The three deans include Cristen Kromm, the former dean of undergraduate student life; Matthew Patashnick, the former associate dean for student and family support; and Susan Chang-Kim, the former vice dean and chief administrative officer.
The suspension of the deans is the latest example of how Ivy League schools have moved to squash any speech critical of Israel or simply challenging the view that students who express pro-Palestinian sentiment are inciting antisemitism.
Columbia has been the spotlight of the student protest movement in solidarity with Gaza over the past several months.
No, it means the same thing it’s always meant.
Why are people letting the pro-Israel groups control this narrative?
Comments like the one above make fun of how Netanyahu and the Israeli right use the term “antisemitism”, and how they want us all to use it in an absurd way that supports their political objectives and inoculates them against criticism. The comment attacks the Israeli right’s undermining of the notion of antisemitism, not the notion itself. To preserve our ability to call out actual antisemitism we must reject this politically motivated attempt to spread the concept so wide and thin that it loses all force.
I think that’s the point of comments like the one you’re replying to: they’re ridiculing the Israeli right’s narrative, not following it.
They’ve made it very clear in subsequent replies that if they read the word ‘antisemitism,’ they assume it means ‘anti-Israel criticism’ and that it’s the news’ duty to tell them when it doesn’t mean that.
As much as I don’t like it, language is highly adaptable and contextualized. The experienced truth of what the word means, has historically been very flexible, complaints dating back to the '80s about the ADL using the anti-Semitism term to simply mean not following the Israeli government party line demonstrates this.

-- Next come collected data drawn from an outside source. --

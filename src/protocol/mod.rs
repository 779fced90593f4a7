//! Booster wire protocol.
//!
//! A booster packet is a tag-delimited envelope holding up to two modules:
//!
//! ```text
//! ┌────────────────────────────────────────────────────────────────┐
//! │ '>'                                                   (packet) │
//! │   '[' "HE" ':' enc(1) len(4, BE) <header body>  ']'  (module) │
//! │   '[' "PA" ':' enc(1) len(4, BE) <payload body> ']'  (module) │
//! │ '<'                                                            │
//! └────────────────────────────────────────────────────────────────┘
//! ```
//!
//! Module bodies are length-prefixed, so tag characters inside string fields
//! never terminate a module early.

mod packet;
mod payload;

pub use packet::{Module, Packet, PacketCodec, MAX_MODULE_SIZE};
pub use payload::{
    Connect, Disconnect, Header, Heartbeat, Hello, NetworkStatus, NodeStatus, TunnelEvent,
    TunnelStatus,
};

use serde::{Deserialize, Serialize};

use crate::error::{Error, Result};

/// Booster protocol version. The only one this implementation speaks.
pub const VERSION: &str = "v0.2.0";

/// Opens a packet.
pub const PACKET_OPENING_TAG: u8 = b'>';
/// Closes a packet.
pub const PACKET_CLOSING_TAG: u8 = b'<';
/// Opens a module.
pub const MODULE_OPENING_TAG: u8 = b'[';
/// Closes a module.
pub const MODULE_CLOSING_TAG: u8 = b']';
/// Separates the module identifier from its body.
pub const SEPARATOR: u8 = b':';

/// Returns true if the requested version is compatible with [`VERSION`].
pub fn is_version_supported(v: &str) -> bool {
    v == VERSION
}

/// Fails with [`Error::VersionMismatch`] unless `v` is supported.
pub fn check_version(v: &str) -> Result<()> {
    if is_version_supported(v) {
        Ok(())
    } else {
        Err(Error::VersionMismatch {
            expected: VERSION.to_string(),
            actual: v.to_string(),
        })
    }
}

/// Module identifiers.
#[derive(Debug, Clone, Copy, PartialEq, Eq, PartialOrd, Ord, Hash)]
pub enum ModuleId {
    /// Mandatory header module ("HE")
    Header,
    /// Optional payload module ("PA")
    Payload,
}

impl ModuleId {
    /// Two-letter wire identifier.
    pub fn as_bytes(&self) -> &'static [u8; 2] {
        match self {
            ModuleId::Header => b"HE",
            ModuleId::Payload => b"PA",
        }
    }

    /// Parse a two-letter wire identifier.
    pub fn from_bytes(raw: &[u8]) -> Result<Self> {
        match raw {
            b"HE" => Ok(ModuleId::Header),
            b"PA" => Ok(ModuleId::Payload),
            _ => Err(Error::malformed(format!(
                "unknown module identifier: {:?}",
                String::from_utf8_lossy(raw)
            ))),
        }
    }
}

/// Body encodings.
#[repr(u8)]
#[derive(Debug, Clone, Copy, PartialEq, Eq)]
pub enum Encoding {
    /// Protobuf (protocol v0.1.x). Recognised, not implemented.
    Protobuf = 1,
    /// JSON
    Json = 2,
}

impl TryFrom<u8> for Encoding {
    type Error = Error;

    fn try_from(value: u8) -> Result<Self> {
        match value {
            1 => Ok(Encoding::Protobuf),
            2 => Ok(Encoding::Json),
            _ => Err(Error::UnsupportedEncoding(value)),
        }
    }
}

impl Encoding {
    /// Serialize `value` into a module body.
    pub fn encode<T: Serialize>(&self, value: &T) -> Result<Vec<u8>> {
        match self {
            Encoding::Json => Ok(serde_json::to_vec(value)?),
            Encoding::Protobuf => Err(Error::UnsupportedEncoding(*self as u8)),
        }
    }

    /// Deserialize a module body.
    pub fn decode<T: serde::de::DeserializeOwned>(&self, body: &[u8]) -> Result<T> {
        match self {
            Encoding::Json => Ok(serde_json::from_slice(body)?),
            Encoding::Protobuf => Err(Error::UnsupportedEncoding(*self as u8)),
        }
    }
}

/// Packet message kinds.
#[repr(i32)]
#[derive(Debug, Clone, Copy, PartialEq, Eq, Hash, Serialize, Deserialize)]
#[serde(into = "i32", try_from = "i32")]
pub enum Message {
    Hello = 1,
    Connect = 2,
    Disconnect = 3,
    Heartbeat = 4,
    Notify = 5,
    Monitor = 6,
    Ctrl = 7,
    NetworkStatus = 8,
    NodeStatus = 9,
    ProxyUpdate = 10,
}

impl From<Message> for i32 {
    fn from(m: Message) -> i32 {
        m as i32
    }
}

impl TryFrom<i32> for Message {
    type Error = Error;

    fn try_from(value: i32) -> Result<Self> {
        Ok(match value {
            1 => Message::Hello,
            2 => Message::Connect,
            3 => Message::Disconnect,
            4 => Message::Heartbeat,
            5 => Message::Notify,
            6 => Message::Monitor,
            7 => Message::Ctrl,
            8 => Message::NetworkStatus,
            9 => Message::NodeStatus,
            10 => Message::ProxyUpdate,
            _ => return Err(Error::InvalidMessage(format!("unknown message: {}", value))),
        })
    }
}

/// Operations carried by `Ctrl` headers.
#[repr(i32)]
#[derive(Debug, Clone, Copy, PartialEq, Eq)]
pub enum CtrlOperation {
    Stop = 1,
    Restart = 2,
}

impl TryFrom<i32> for CtrlOperation {
    type Error = Error;

    fn try_from(value: i32) -> Result<Self> {
        match value {
            1 => Ok(CtrlOperation::Stop),
            2 => Ok(CtrlOperation::Restart),
            _ => Err(Error::InvalidMessage(format!("unknown ctrl operation: {}", value))),
        }
    }
}

impl std::str::FromStr for CtrlOperation {
    type Err = Error;

    fn from_str(raw: &str) -> Result<Self> {
        match raw {
            "stop" => Ok(CtrlOperation::Stop),
            "restart" => Ok(CtrlOperation::Restart),
            _ => Err(Error::InvalidMessage(format!("undefined operation: {}", raw))),
        }
    }
}

/// Tunnel lifecycle operations.
#[repr(i32)]
#[derive(Debug, Clone, Copy, PartialEq, Eq, Hash, Serialize, Deserialize)]
#[serde(into = "i32", try_from = "i32")]
pub enum TunnelOperation {
    Add = 1,
    Ack = 2,
    Remove = 3,
}

impl From<TunnelOperation> for i32 {
    fn from(op: TunnelOperation) -> i32 {
        op as i32
    }
}

impl TryFrom<i32> for TunnelOperation {
    type Error = Error;

    fn try_from(value: i32) -> Result<Self> {
        match value {
            1 => Ok(TunnelOperation::Add),
            2 => Ok(TunnelOperation::Ack),
            3 => Ok(TunnelOperation::Remove),
            _ => Err(Error::InvalidMessage(format!("unknown tunnel operation: {}", value))),
        }
    }
}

Word inflation, is just part of the human experience. So the lived experience today, is if you hear antisemitism, it is almost certainly somebody saying hey hey hey maybe we shouldn’t genocide some people today
Okay, then what would you say we call an act like what happened in Cincinnati last week? https://www.cnn.com/2024/07/02/us/cincinnati-jewish-cemeteries-vandalism/index.html
Petty vandalism that had nothing to do with hating Jews? A protest against the Ohioan Jews who died in the 1800s for their support of the genocide in Gaza?
Or maybe we can all agree that the pro-Israel groups don’t get to own the language and antisemitism has meant what it’s always meant.
A hate crime.
Beating up a gay person is also a hate crime. We have a special word for that. Should we get rid of it?

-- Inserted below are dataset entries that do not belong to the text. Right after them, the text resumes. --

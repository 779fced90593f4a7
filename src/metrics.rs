//! Booster metrics collection.
//!
//! Aggregate counters only; nothing here identifies a proxied target.

use std::sync::atomic::{AtomicU64, Ordering};
use std::time::Instant;

/// Counters shared by the orchestrator, the connections and the proxy.
#[derive(Debug)]
pub struct Metrics {
    start_time: Instant,
    /// Booster sockets ever opened, accepted or dialed, registered or not
    total_connections: AtomicU64,
    /// Booster connections currently open
    active_connections: AtomicU64,
    packets_sent: AtomicU64,
    packets_received: AtomicU64,
    heartbeats_received: AtomicU64,
    /// SOCKS5 requests dispatched
    socks_requests: AtomicU64,
    /// Dials routed through a peer proxy
    chained_dials: AtomicU64,
    /// Dials that went direct
    direct_dials: AtomicU64,
    /// Peers evicted after a failed chained dial
    evictions: AtomicU64,
}

impl Metrics {
    /// Create a new metrics collector.
    pub fn new() -> Self {
        Self {
            start_time: Instant::now(),
            total_connections: AtomicU64::new(0),
            active_connections: AtomicU64::new(0),
            packets_sent: AtomicU64::new(0),
            packets_received: AtomicU64::new(0),
            heartbeats_received: AtomicU64::new(0),
            socks_requests: AtomicU64::new(0),
            chained_dials: AtomicU64::new(0),
            direct_dials: AtomicU64::new(0),
            evictions: AtomicU64::new(0),
        }
    }

    /// Increment total and active connections.
    pub fn connection_opened(&self) {
        self.total_connections.fetch_add(1, Ordering::Relaxed);
        self.active_connections.fetch_add(1, Ordering::Relaxed);
    }

    /// Decrement active connections. Callers guarantee one call per connection.
    pub fn connection_closed(&self) {
        self.active_connections.fetch_sub(1, Ordering::Relaxed);
    }

    pub fn packet_sent(&self) {
        self.packets_sent.fetch_add(1, Ordering::Relaxed);
    }

    pub fn packet_received(&self) {
        self.packets_received.fetch_add(1, Ordering::Relaxed);
    }

    pub fn heartbeat_received(&self) {
        self.heartbeats_received.fetch_add(1, Ordering::Relaxed);
    }

    pub fn socks_request(&self) {
        self.socks_requests.fetch_add(1, Ordering::Relaxed);
    }

    pub fn chained_dial(&self) {
        self.chained_dials.fetch_add(1, Ordering::Relaxed);
    }

    pub fn direct_dial(&self) {
        self.direct_dials.fetch_add(1, Ordering::Relaxed);
    }

    pub fn eviction(&self) {
        self.evictions.fetch_add(1, Ordering::Relaxed);
    }

    /// Get uptime in seconds.
    pub fn uptime_secs(&self) -> u64 {
        self.start_time.elapsed().as_secs()
    }

    pub fn total_connections(&self) -> u64 {
        self.total_connections.load(Ordering::Relaxed)
    }

    pub fn active_connections(&self) -> u64 {
        self.active_connections.load(Ordering::Relaxed)
    }

    pub fn evictions(&self) -> u64 {
        self.evictions.load(Ordering::Relaxed)
    }

    /// Get a snapshot of all metrics.
    pub fn snapshot(&self) -> MetricsSnapshot {
        MetricsSnapshot {
            uptime_secs: self.uptime_secs(),
            total_connections: self.total_connections(),
            active_connections: self.active_connections(),
            packets_sent: self.packets_sent.load(Ordering::Relaxed),
            packets_received: self.packets_received.load(Ordering::Relaxed),
            heartbeats_received: self.heartbeats_received.load(Ordering::Relaxed),
            socks_requests: self.socks_requests.load(Ordering::Relaxed),
            chained_dials: self.chained_dials.load(Ordering::Relaxed),
            direct_dials: self.direct_dials.load(Ordering::Relaxed),
            evictions: self.evictions(),
        }
    }

    /// Format metrics as a simple text report.
    pub fn format_report(&self) -> String {
        let s = self.snapshot();

        format!(
            r#"Booster Metrics
===============
Uptime: {} seconds

Peers:
  Total:      {}
  Active:     {}
  Heartbeats: {}

Packets:
  Sent:     {}
  Received: {}

Proxy:
  Requests:  {}
  Chained:   {}
  Direct:    {}
  Evictions: {}
"#,
            s.uptime_secs,
            s.total_connections,
            s.active_connections,
            s.heartbeats_received,
            s.packets_sent,
            s.packets_received,
            s.socks_requests,
            s.chained_dials,
            s.direct_dials,
            s.evictions,
        )
    }
}

impl Default for Metrics {
    fn default() -> Self {
        Self::new()
    }
}

/// Snapshot of all metrics at a point in time.
#[derive(Debug, Clone)]
pub struct MetricsSnapshot {
    pub uptime_secs: u64,
    pub total_connections: u64,
    pub active_connections: u64,
    pub packets_sent: u64,
    pub packets_received: u64,
    pub heartbeats_received: u64,
    pub socks_requests: u64,
    pub chained_dials: u64,
    pub direct_dials: u64,
    pub evictions: u64,
}

impl MetricsSnapshot {
    /// Share of outbound dials that were chained through a peer.
    pub fn chain_rate(&self) -> f64 {
        let total = self.chained_dials + self.direct_dials;
        if total == 0 {
            0.0
        } else {
            self.chained_dials as f64 / total as f64
        }
    }
}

No need to - “gay bashing” is unambiguous and hasn’t been used for decades to describe criticism of gay gangs that go around clubbing trans people to death.
Acknowledging that Zionists have robbed the word “antisemitic” of its meaning is the first step in reclaiming the word. The second step is to use other words to describe actual antisemitism so that people understand it still exists. The third is to refuse to allow Zionists to continue conflating anti-Zionism with antisemitism.

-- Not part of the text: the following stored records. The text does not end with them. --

/// Parse an address from the start of `buf`, returning it and the number of
/// bytes consumed.
pub fn parse_address(buf: &[u8]) -> Result<(String, usize)> {
    let atyp = *buf
        .first()
        .ok_or_else(|| Error::malformed("empty address"))?;

    let (start, len) = match atyp {
        ATYP_IPV4 => (1, 4),
        ATYP_IPV6 => (1, 16),
        ATYP_DOMAIN => {
            let len = *buf
                .get(1)
                .ok_or_else(|| Error::malformed("missing domain length"))?;
            (2, len as usize)
        }
        other => return Err(Error::UnsupportedAddressType(other)),
    };

    let end = start + len;
    if buf.len() < end + 2 {
        return Err(Error::malformed("truncated address"));
    }
    let host = format_host(atyp, &buf[start..end])?;
    let port = u16::from_be_bytes([buf[end], buf[end + 1]]);

    Ok((join_host_port(&host, &port.to_string()), end + 2))
}

fn format_host(atyp: u8, raw: &[u8]) -> Result<String> {
    match atyp {
        ATYP_IPV4 => {
            let octets: [u8; 4] = raw
                .try_into()
                .map_err(|_| Error::malformed("bad ipv4 address"))?;
            Ok(Ipv4Addr::from(octets).to_string())
        }
        ATYP_IPV6 => {
            let octets: [u8; 16] = raw
                .try_into()
                .map_err(|_| Error::malformed("bad ipv6 address"))?;
            Ok(Ipv6Addr::from(octets).to_string())
        }
        _ => String::from_utf8(raw.to_vec()).map_err(|_| Error::malformed("domain is not utf-8")),
    }
}

/// Encode `addr` (`host:port`) in SOCKS5 address form.
pub fn encode_address(addr: &str) -> Result<Vec<u8>> {
    if let Ok(sa) = addr.parse::<SocketAddr>() {
        return Ok(encode_socket_addr(sa));
    }

    let (host, port) = addr
        .rsplit_once(':')
        .ok_or_else(|| Error::dial(format!("missing port in address {}", addr)))?;
    let port: u16 = port
        .parse()
        .map_err(|_| Error::dial(format!("invalid port in address {}", addr)))?;
    if host.is_empty() || host.len() > 255 {
        return Err(Error::dial(format!("invalid host in address {}", addr)));
    }

    let mut out = Vec::with_capacity(4 + host.len());
    out.push(ATYP_DOMAIN);
    out.push(host.len() as u8);
    out.extend_from_slice(host.as_bytes());
    out.extend_from_slice(&port.to_be_bytes());
    Ok(out)
}

pub fn encode_socket_addr(addr: SocketAddr) -> Vec<u8> {
    let mut out = Vec::with_capacity(19);
    match addr.ip() {
        IpAddr::V4(ip) => {
            out.push(ATYP_IPV4);
            out.extend_from_slice(&ip.octets());
        }
        IpAddr::V6(ip) => {
            out.push(ATYP_IPV6);
            out.extend_from_slice(&ip.octets());
        }
    }
    out.extend_from_slice(&addr.port().to_be_bytes());
    out
}

fn reply_code(e: &Error) -> u8 {
    match e {
        Error::Network(io) if io.kind() == std::io::ErrorKind::ConnectionRefused => {
            REP_CONNECTION_REFUSED
        }
        Error::Network(_) | Error::Dial(_) | Error::Timeout(_) => REP_HOST_UNREACHABLE,
        _ => REP_GENERAL_FAILURE,
    }
}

You asked how to describe it, and I engaged with you in good faith to provide an answer. You responded with a second rhetorical device, and I engaged for the benefit of other readers. I won’t bother a third time.
[Edit: I removed the last paragraph after initially posting, being unsure I was responding to the same user in both cases. When I re-added it after confirming, I used slightly different language. Their quote of “rhetorical trick” below matches the original wording, and is a legitimate quote of my response]
I wasn’t going for any sort of ‘rhetorical trick.’ The word I was talking about was homophobia.
There is nothing wrong with having words for different types of bigotry to clarify what you’re talking about.
With that way of thinking any hate group can just remove every useful word by simply misusing it and having hapless people carry water for them trotting out the ole “language is mutable” line.
You know. Like they’re doing.
We can, as we are doing now, lamenting the The dilution of a previously very impactful word. By political groups who have an agenda
We can call acts of hate, acts of hate, we can call religious hate religious hate. But today, as expressed in the news cycle, anti-Semitism for the most part means antigenocide
Or we can, as I said, not let Zionists control the narrative by taking over that word.
Why are you willing to allow them to do that?
I’m just stating the reality is when I hear anti-Semitism in a news article, I have to read it assuming that it does not mean hate based on religion. And 80% of the time right now in the new cycle it simply means people who don’t support a genocide.
That is the reality as language is being used right now today.
In fact the trap is the opposite thing, arguing with people about what is and isn’t anti-Semitic is the trap. It means people are not talking about the genocide. They’re talking about philosophical debate of language, when quite frankly that doesn’t matter, what matters is people are being killed right now.
The reality is, again, you are allowing them to control the narrative by making that assumption.
You do not have to make that assumption. You are letting them control your ideas of what bigotry means.
Shrug. I’ve had the same battle over AI vs algorithm.
I’m not the one writing news articles.
But you’re the one who controls your own language and your own assumptions.